Crash A320 : les recherches ont repris à l'aube

La chute non expliquée de l'appareil aurait duré au total huit minutes. [BORIS HORVAT / AFP]

La France se trouve sous le choc après le crash de l’appareil de Germanwings, dans une région montagneuse particulièrement difficile d’accès. Le travail d'enquête a repris mercredi matin à l'aube avec l'héliportage d'une trentaine d'hommes.

 

Il était près de 11h, hier, lorsque la France a replongé dans une scène glaçante qu’elle n’avait plus connue depuis une décennie. Celle du Concorde en flammes s’écrasant après son décollage de Roissy, en 2000.

L’accident de l’Airbus A320 de la compagnie Germanwings, survenu près du Vernet, dans les Alpes-de-Haute-Provence, n’a semble-t-il laissé aucune chance à ses 150 passagers, pour la plupart Allemands et Espagnols. Une tragédie qui constitue, si aucun survivant n’est retrouvé, la pire catastrophe aérienne sur le territoire français depuis trente ans.

 

Des recherches en haute altitude

Sur les écrans de télévision, le bal des hélicoptères, car les secours français mobilisés peinent à accéder aux lieux du drame. En cause, la topographie du terrain. L’avion s’est en effet écrasé à 1 500 m d’altitude, au cœur du massif de l’Estrop, et ses débris se sont éparpillés à flanc de montagne sur environ un hectare.

Des centaines de pompiers et gendarmes ont donc tenté toute la journée d’accéder à cette zone inaccessible aux véhicules, pour notamment acheminer des projecteurs permettant de poursuivre les recherches pendant la soirée. Elles reprendront mercredi matin à l'aube avec l'héliportage d'une trentaine d'hommes. Plus bas, dans le village de Seyne-les-Alpes, un PC opérationnel a dans le même temps été établi afin de coordonner l’enquête qui démarre. 

 

Un scénario encore mystérieux

La découverte d’une des boîtes noires de l’avion, hier en fin d’après-midi, pourrait rapidement aider les autorités. Mais les causes du crash restent, pour l’heure, un mystère.

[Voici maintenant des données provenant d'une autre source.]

use std::{sync::Arc, time::Duration};

use anyhow::Result;
use log::{debug, error, info, warn};
use tokio::{
    sync::mpsc::UnboundedSender,
    time::{self, MissedTickBehavior},
};

use crate::{
    api::QuoteSource,
    app::{
        dashboard::{RefreshContext, SummaryCell, TableBody},
        table::{build_row, summarize},
    },
    models::{Quote, Summary},
};

pub const DEFAULT_INTERVAL: Duration = Duration::from_secs(15);

/// A finished fetch tagged with the sequence number it was started under.
pub type CycleResult = (u64, Result<Vec<Quote>>);

#[derive(Clone, Debug, PartialEq)]
pub enum CycleOutcome {
    Rendered(Summary),
    Failed,
    /// A newer cycle was already applied; this result was dropped.
    Stale,
}

/// Replaces the table body with one row per quote and writes both totals.
/// Totals are checked first, so an error leaves the context untouched.
pub fn render_quotes<B, C>(ctx: &mut RefreshContext<B, C>, quotes: &[Quote]) -> Result<Summary>
where
    B: TableBody,
    C: SummaryCell,
{
    let summary = summarize(quotes)?;

    let body = ctx.table_body_mut();
    body.clear();
    for quote in quotes {
        body.append_row(&build_row(quote));
    }

    ctx.average_value_sum_mut()
        .set_text(&summary.average_value_text());
    ctx.current_value_sum_mut()
        .set_text(&summary.current_value_text());

    Ok(summary)
}

/// Fetch-render-summarize cycle with single-flight scheduling.
pub struct RefreshLoop<S> {
    source: Arc<S>,
    interval: Duration,
    next_seq: u64,
    applied_seq: u64,
    in_flight: Option<u64>,
}

impl<S> RefreshLoop<S>
where
    S: QuoteSource + 'static,
{
    pub fn new(source: S, interval: Duration) -> Self {
        Self {
            source: Arc::new(source),
            interval,
            next_seq: 0,
            applied_seq: 0,
            in_flight: None,
        }
    }

    pub fn interval(&self) -> Duration {
        self.interval
    }

    pub fn is_in_flight(&self) -> bool {
        self.in_flight.is_some()
    }

    /// Starts a cycle unless one is already running.
    pub fn try_begin(&mut self) -> Option<u64> {
        if let Some(seq) = self.in_flight {
            debug!("Refresh #{} still in flight, skipping trigger", seq);
            return None;
        }
        self.next_seq += 1;
        self.in_flight = Some(self.next_seq);
        Some(self.next_seq)
    }

    /// Applies a fetch result. On failure the context is left as it was.
    pub fn complete<B, C>(
        &mut self,
        seq: u64,
        result: Result<Vec<Quote>>,
        ctx: &mut RefreshContext<B, C>,
    ) -> CycleOutcome
    where
        B: TableBody,
        C: SummaryCell,
    {
        if self.in_flight == Some(seq) {
            self.in_flight = None;
        }

        if seq <= self.applied_seq {
            warn!(
                "Discarding refresh #{}, #{} was already rendered",
                seq, self.applied_seq
            );
            return CycleOutcome::Stale;
        }

        match result.and_then(|quotes| {
            let summary = render_quotes(ctx, &quotes)?;
            Ok((quotes.len(), summary))
        }) {
            Ok((count, summary)) => {
                self.applied_seq = seq;
                info!(
                    "Refresh #{} rendered {} quotes (average value {}, current value {})",
                    seq,
                    count,
                    summary.average_value_text(),
                    summary.current_value_text()
                );
                CycleOutcome::Rendered(summary)
            }
            Err(e) => {
                error!("Refresh #{} failed: {:?}", seq, e);
                CycleOutcome::Failed
            }
        }
    }

    /// Runs one full cycle in place. Returns `None` if a cycle is already running.
    pub async fn refresh_once<B, C>(
        &mut self,
        ctx: &mut RefreshContext<B, C>,
    ) -> Option<CycleOutcome>
    where
        B: TableBody,
        C: SummaryCell,
    {
        let seq = self.try_begin()?;
        let result = self.source.fetch_quotes().await;
        Some(self.complete(seq, result, ctx))
    }

    /// Starts a cycle on its own task and reports the result on `tx`.
    pub fn spawn_cycle(&mut self, tx: UnboundedSender<CycleResult>) -> Option<u64> {
        let seq = self.try_begin()?;
        let source = Arc::clone(&self.source);
        tokio::spawn(async move {
            let result = source.fetch_quotes().await;
            if tx.send((seq, result)).is_err() {
                debug!("Refresh #{} finished after the dashboard closed", seq);
            }
        });
        Some(seq)
    }

    /// Refreshes immediately, then once per interval, forever.
    pub async fn run<B, C, F>(&mut self, ctx: &mut RefreshContext<B, C>, mut after_cycle: F)
    where
        B: TableBody,
        C: SummaryCell,
        F: FnMut(&RefreshContext<B, C>, &CycleOutcome),
    {
        let mut ticker = time::interval(self.interval);
        ticker.set_missed_tick_behavior(MissedTickBehavior::Skip);

        loop {
            ticker.tick().await;
            if let Some(outcome) = self.refresh_once(ctx).await {
                after_cycle(ctx, &outcome);
            }
        }
    }
}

Reliant Barcelone à Düsseldorf, l’appareil passait au-dessus des Alpes lorsqu’il a été déclaré en détresse à 10h30 par la Direction générale de l’aviation civile (DGAC). Germanwings a, elle, perdu le contact avec son appareil à 10h53 alors qu’il se trouvait à une altitude de 6 000 pieds, soit moins de 2 000 mètres.

Sa chute, non expliquée, aurait duré au total huit minutes. Mais pourquoi un tel décrochage ? Selon la compagnie, le pilote était expérimenté et naviguait depuis plus de dix ans. L’appareil, opérationnel depuis 1991, avait quant à lui subi une révision complète l’été dernier. D’après Lufthansa, maison-mère de Germanwings, la piste de l’accident ne fait guère de doute. Mais le Premier ministre, Manuel Valls, n’écartait hier soir «aucune hypothèse».

 

Merkel, Hollande et Rajoy mercredi sur place

En marge de l’enquête, l’émotion suscitée a dépassé les frontières françaises. La chancelière allemande Angela Merkel, «bouleversée», sera ainsi présente aujourd’hui dans les Alpes au côté de François Hollande, tout comme Mariano Rajoy, le chef du gouvernement espagnol.

Alors qu’un deuil national de trois jours a été décrété en Espagne, ce dernier prendra le relais de Felipe VI, forcé d’annuler hier la visite d’Etat qu’il venait d’entamer en France. Le roi devait s’exprimer cet après-midi devant les députés, qui ont observé hier une minute de silence pour les victimes.